> About this task
Output the entries exactly.

> Material to process
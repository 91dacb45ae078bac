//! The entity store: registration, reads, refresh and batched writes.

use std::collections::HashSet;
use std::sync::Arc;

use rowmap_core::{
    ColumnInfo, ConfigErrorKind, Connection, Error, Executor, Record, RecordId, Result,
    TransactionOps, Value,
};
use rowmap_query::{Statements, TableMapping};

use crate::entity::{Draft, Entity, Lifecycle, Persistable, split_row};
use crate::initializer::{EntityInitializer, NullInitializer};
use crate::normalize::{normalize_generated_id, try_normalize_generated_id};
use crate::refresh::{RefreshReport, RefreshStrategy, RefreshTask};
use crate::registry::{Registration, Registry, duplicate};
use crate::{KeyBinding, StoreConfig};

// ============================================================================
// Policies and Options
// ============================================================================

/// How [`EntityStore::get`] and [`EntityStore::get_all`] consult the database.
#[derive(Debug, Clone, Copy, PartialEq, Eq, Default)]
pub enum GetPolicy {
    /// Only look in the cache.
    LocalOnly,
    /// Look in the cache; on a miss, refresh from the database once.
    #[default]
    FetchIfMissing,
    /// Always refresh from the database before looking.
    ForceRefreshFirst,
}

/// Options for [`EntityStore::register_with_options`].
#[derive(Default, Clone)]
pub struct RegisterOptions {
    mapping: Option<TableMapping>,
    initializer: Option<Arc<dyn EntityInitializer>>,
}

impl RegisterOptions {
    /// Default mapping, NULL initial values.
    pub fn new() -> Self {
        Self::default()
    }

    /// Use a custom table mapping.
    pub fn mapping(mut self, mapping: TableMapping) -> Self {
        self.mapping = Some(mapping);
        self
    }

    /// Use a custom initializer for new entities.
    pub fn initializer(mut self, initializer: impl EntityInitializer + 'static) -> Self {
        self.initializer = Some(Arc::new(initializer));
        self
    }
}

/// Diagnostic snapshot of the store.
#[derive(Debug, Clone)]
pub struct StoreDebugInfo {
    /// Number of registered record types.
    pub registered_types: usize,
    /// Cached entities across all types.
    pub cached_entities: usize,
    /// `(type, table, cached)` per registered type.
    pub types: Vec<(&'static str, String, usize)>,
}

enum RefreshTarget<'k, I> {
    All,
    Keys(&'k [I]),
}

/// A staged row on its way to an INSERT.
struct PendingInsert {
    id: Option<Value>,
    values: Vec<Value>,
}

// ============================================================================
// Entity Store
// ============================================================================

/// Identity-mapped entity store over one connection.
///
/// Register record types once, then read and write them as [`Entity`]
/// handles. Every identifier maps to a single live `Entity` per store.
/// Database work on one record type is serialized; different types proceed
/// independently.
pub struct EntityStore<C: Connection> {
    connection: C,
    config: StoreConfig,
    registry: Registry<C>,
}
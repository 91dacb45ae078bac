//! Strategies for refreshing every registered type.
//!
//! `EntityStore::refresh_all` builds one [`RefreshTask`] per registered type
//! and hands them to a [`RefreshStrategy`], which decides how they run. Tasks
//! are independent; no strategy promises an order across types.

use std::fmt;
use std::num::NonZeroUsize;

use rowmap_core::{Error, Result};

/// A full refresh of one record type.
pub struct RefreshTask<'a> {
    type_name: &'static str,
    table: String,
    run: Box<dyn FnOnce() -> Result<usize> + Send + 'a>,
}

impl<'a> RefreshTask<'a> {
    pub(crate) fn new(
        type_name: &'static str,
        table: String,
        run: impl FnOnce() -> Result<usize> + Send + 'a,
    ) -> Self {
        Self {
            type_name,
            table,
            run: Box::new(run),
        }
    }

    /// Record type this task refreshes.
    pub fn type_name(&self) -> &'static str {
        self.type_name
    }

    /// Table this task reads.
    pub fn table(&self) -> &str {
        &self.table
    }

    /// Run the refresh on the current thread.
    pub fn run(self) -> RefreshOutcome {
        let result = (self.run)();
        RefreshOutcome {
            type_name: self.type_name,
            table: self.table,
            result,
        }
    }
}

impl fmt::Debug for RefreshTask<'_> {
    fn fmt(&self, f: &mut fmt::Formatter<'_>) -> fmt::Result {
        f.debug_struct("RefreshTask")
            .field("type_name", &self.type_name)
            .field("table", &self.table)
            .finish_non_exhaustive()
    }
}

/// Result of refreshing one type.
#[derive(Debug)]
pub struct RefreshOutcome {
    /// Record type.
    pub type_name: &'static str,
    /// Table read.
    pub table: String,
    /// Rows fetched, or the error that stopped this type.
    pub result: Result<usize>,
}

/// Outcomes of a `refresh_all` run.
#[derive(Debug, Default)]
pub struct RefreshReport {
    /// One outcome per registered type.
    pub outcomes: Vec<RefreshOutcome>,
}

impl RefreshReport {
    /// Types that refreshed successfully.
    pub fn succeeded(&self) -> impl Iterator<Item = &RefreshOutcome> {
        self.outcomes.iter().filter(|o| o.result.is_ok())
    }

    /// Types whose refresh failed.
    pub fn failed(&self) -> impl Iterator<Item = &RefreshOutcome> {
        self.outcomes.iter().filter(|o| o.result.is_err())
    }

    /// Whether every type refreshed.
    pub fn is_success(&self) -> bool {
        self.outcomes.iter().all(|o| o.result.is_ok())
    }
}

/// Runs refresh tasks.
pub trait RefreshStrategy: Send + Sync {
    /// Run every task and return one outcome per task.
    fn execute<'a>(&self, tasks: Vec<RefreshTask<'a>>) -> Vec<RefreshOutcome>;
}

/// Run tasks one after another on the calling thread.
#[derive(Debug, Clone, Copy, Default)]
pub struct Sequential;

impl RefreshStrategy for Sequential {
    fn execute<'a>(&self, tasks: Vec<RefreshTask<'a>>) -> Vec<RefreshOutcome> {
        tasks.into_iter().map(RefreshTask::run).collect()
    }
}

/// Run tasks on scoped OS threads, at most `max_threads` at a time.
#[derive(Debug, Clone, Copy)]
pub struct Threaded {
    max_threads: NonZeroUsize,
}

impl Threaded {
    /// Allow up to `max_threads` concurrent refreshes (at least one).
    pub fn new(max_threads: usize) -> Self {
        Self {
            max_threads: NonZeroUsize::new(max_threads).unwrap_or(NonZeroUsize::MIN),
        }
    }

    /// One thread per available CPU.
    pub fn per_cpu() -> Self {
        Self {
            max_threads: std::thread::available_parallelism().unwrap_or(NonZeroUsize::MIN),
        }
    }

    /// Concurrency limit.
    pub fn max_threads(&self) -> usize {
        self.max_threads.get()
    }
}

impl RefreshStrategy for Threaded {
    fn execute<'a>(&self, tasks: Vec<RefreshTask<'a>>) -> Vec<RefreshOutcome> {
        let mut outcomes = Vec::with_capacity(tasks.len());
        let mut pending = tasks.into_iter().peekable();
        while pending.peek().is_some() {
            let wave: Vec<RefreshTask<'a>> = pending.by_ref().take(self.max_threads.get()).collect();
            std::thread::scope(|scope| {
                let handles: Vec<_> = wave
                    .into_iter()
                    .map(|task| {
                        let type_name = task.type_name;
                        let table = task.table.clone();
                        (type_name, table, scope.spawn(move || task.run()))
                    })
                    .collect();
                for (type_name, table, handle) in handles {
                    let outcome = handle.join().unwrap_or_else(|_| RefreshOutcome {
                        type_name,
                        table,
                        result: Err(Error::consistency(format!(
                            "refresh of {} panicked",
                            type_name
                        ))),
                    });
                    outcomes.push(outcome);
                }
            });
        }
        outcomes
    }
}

> Finished task
repository 91dacb45ae078bac
//! The entity store: registration, reads, refresh and batched writes.

use std::collections::HashSet;
use std::sync::Arc;

use rowmap_core::{
    ColumnInfo, ConfigErrorKind, Connection, Error, Executor, Record, RecordId, Result,
    TransactionOps, Value,
};
use rowmap_query::{Statements, TableMapping};

use crate::entity::{Draft, Entity, Lifecycle, Persistable, split_row};
use crate::initializer::{EntityInitializer, NullInitializer};
use crate::normalize::{normalize_generated_id, try_normalize_generated_id};
use crate::refresh::{RefreshReport, RefreshStrategy, RefreshTask};
use crate::registry::{Registration, Registry, duplicate};
use crate::{KeyBinding, StoreConfig};

// ============================================================================
// Policies and Options
// ============================================================================

/// How [`EntityStore::get`] and [`EntityStore::get_all`] consult the database.
#[derive(Debug, Clone, Copy, PartialEq, Eq, Default)]
pub enum GetPolicy {
    /// Only look in the cache.
    LocalOnly,
    /// Look in the cache; on a miss, refresh from the database once.
    #[default]
    FetchIfMissing,
    /// Always refresh from the database before looking.
    ForceRefreshFirst,
}

/// Options for [`EntityStore::register_with_options`].
#[derive(Default, Clone)]
pub struct RegisterOptions {
    mapping: Option<TableMapping>,
    initializer: Option<Arc<dyn EntityInitializer>>,
}

impl RegisterOptions {
    /// Default mapping, NULL initial values.
    pub fn new() -> Self {
        Self::default()
    }

    /// Use a custom table mapping.
    pub fn mapping(mut self, mapping: TableMapping) -> Self {
        self.mapping = Some(mapping);
        self
    }

    /// Use a custom initializer for new entities.
    pub fn initializer(mut self, initializer: impl EntityInitializer + 'static) -> Self {
        self.initializer = Some(Arc::new(initializer));
        self
    }
}

/// Diagnostic snapshot of the store.
#[derive(Debug, Clone)]
pub struct StoreDebugInfo {
    /// Number of registered record types.
    pub registered_types: usize,
    /// Cached entities across all types.
    pub cached_entities: usize,
    /// `(type, table, cached)` per registered type.
    pub types: Vec<(&'static str, String, usize)>,
}

enum RefreshTarget<'k, I> {
    All,
    Keys(&'k [I]),
}

/// A staged row on its way to an INSERT.
struct PendingInsert {
    id: Option<Value>,
    values: Vec<Value>,
}

// ============================================================================
// Entity Store
// ============================================================================

/// Identity-mapped entity store over one connection.
///
/// Register record types once, then read and write them as [`Entity`]
/// handles. Every identifier maps to a single live `Entity` per store.
/// Database work on one record type is serialized; different types proceed
/// independently.
pub struct EntityStore<C: Connection> {
    connection: C,
    config: StoreConfig,
    registry: Registry<C>,
}
repository 91dacb45ae078bac
//! Strategies for refreshing every registered type.
//!
//! `EntityStore::refresh_all` builds one [`RefreshTask`] per registered type
//! and hands them to a [`RefreshStrategy`], which decides how they run. Tasks
//! are independent; no strategy promises an order across types.

use std::fmt;
use std::num::NonZeroUsize;

use rowmap_core::{Error, Result};

/// A full refresh of one record type.
pub struct RefreshTask<'a> {
    type_name: &'static str,
    table: String,
    run: Box<dyn FnOnce() -> Result<usize> + Send + 'a>,
}

impl<'a> RefreshTask<'a> {
    pub(crate) fn new(
        type_name: &'static str,
        table: String,
        run: impl FnOnce() -> Result<usize> + Send + 'a,
    ) -> Self {
        Self {
            type_name,
            table,
            run: Box::new(run),
        }
    }

    /// Record type this task refreshes.
    pub fn type_name(&self) -> &'static str {
        self.type_name
    }

    /// Table this task reads.
    pub fn table(&self) -> &str {
        &self.table
    }

    /// Run the refresh on the current thread.
    pub fn run(self) -> RefreshOutcome {
        let result = (self.run)();
        RefreshOutcome {
            type_name: self.type_name,
            table: self.table,
            result,
        }
    }
}

impl fmt::Debug for RefreshTask<'_> {
    fn fmt(&self, f: &mut fmt::Formatter<'_>) -> fmt::Result {
        f.debug_struct("RefreshTask")
            .field("type_name", &self.type_name)
            .field("table", &self.table)
            .finish_non_exhaustive()
    }
}

/// Result of refreshing one type.
#[derive(Debug)]
pub struct RefreshOutcome {
    /// Record type.
    pub type_name: &'static str,
    /// Table read.
    pub table: String,
    /// Rows fetched, or the error that stopped this type.
    pub result: Result<usize>,
}

/// Outcomes of a `refresh_all` run.
#[derive(Debug, Default)]
pub struct RefreshReport {
    /// One outcome per registered type.
    pub outcomes: Vec<RefreshOutcome>,
}

impl RefreshReport {
    /// Types that refreshed successfully.
    pub fn succeeded(&self) -> impl Iterator<Item = &RefreshOutcome> {
        self.outcomes.iter().filter(|o| o.result.is_ok())
    }

    /// Types whose refresh failed.
    pub fn failed(&self) -> impl Iterator<Item = &RefreshOutcome> {
        self.outcomes.iter().filter(|o| o.result.is_err())
    }

    /// Whether every type refreshed.
    pub fn is_success(&self) -> bool {
        self.outcomes.iter().all(|o| o.result.is_ok())
    }
}

/// Runs refresh tasks.
pub trait RefreshStrategy: Send + Sync {
    /// Run every task and return one outcome per task.
    fn execute<'a>(&self, tasks: Vec<RefreshTask<'a>>) -> Vec<RefreshOutcome>;
}

/// Run tasks one after another on the calling thread.
#[derive(Debug, Clone, Copy, Default)]
pub struct Sequential;

impl RefreshStrategy for Sequential {
    fn execute<'a>(&self, tasks: Vec<RefreshTask<'a>>) -> Vec<RefreshOutcome> {
        tasks.into_iter().map(RefreshTask::run).collect()
    }
}

/// Run tasks on scoped OS threads, at most `max_threads` at a time.
#[derive(Debug, Clone, Copy)]
pub struct Threaded {
    max_threads: NonZeroUsize,
}

impl Threaded {
    /// Allow up to `max_threads` concurrent refreshes (at least one).
    pub fn new(max_threads: usize) -> Self {
        Self {
            max_threads: NonZeroUsize::new(max_threads).unwrap_or(NonZeroUsize::MIN),
        }
    }

    /// One thread per available CPU.
    pub fn per_cpu() -> Self {
        Self {
            max_threads: std::thread::available_parallelism().unwrap_or(NonZeroUsize::MIN),
        }
    }

    /// Concurrency limit.
    pub fn max_threads(&self) -> usize {
        self.max_threads.get()
    }
}

impl RefreshStrategy for Threaded {
    fn execute<'a>(&self, tasks: Vec<RefreshTask<'a>>) -> Vec<RefreshOutcome> {
        let mut outcomes = Vec::with_capacity(tasks.len());
        let mut pending = tasks.into_iter().peekable();
        while pending.peek().is_some() {
            let wave: Vec<RefreshTask<'a>> = pending.by_ref().take(self.max_threads.get()).collect();
            std::thread::scope(|scope| {
                let handles: Vec<_> = wave
                    .into_iter()
                    .map(|task| {
                        let type_name = task.type_name;
                        let table = task.table.clone();
                        (type_name, table, scope.spawn(move || task.run()))
                    })
                    .collect();
                for (type_name, table, handle) in handles {
                    let outcome = handle.join().unwrap_or_else(|_| RefreshOutcome {
                        type_name,
                        table,
                        result: Err(Error::consistency(format!(
                            "refresh of {} panicked",
                            type_name
                        ))),
                    });
                    outcomes.push(outcome);
                }
            });
        }
        outcomes
    }
}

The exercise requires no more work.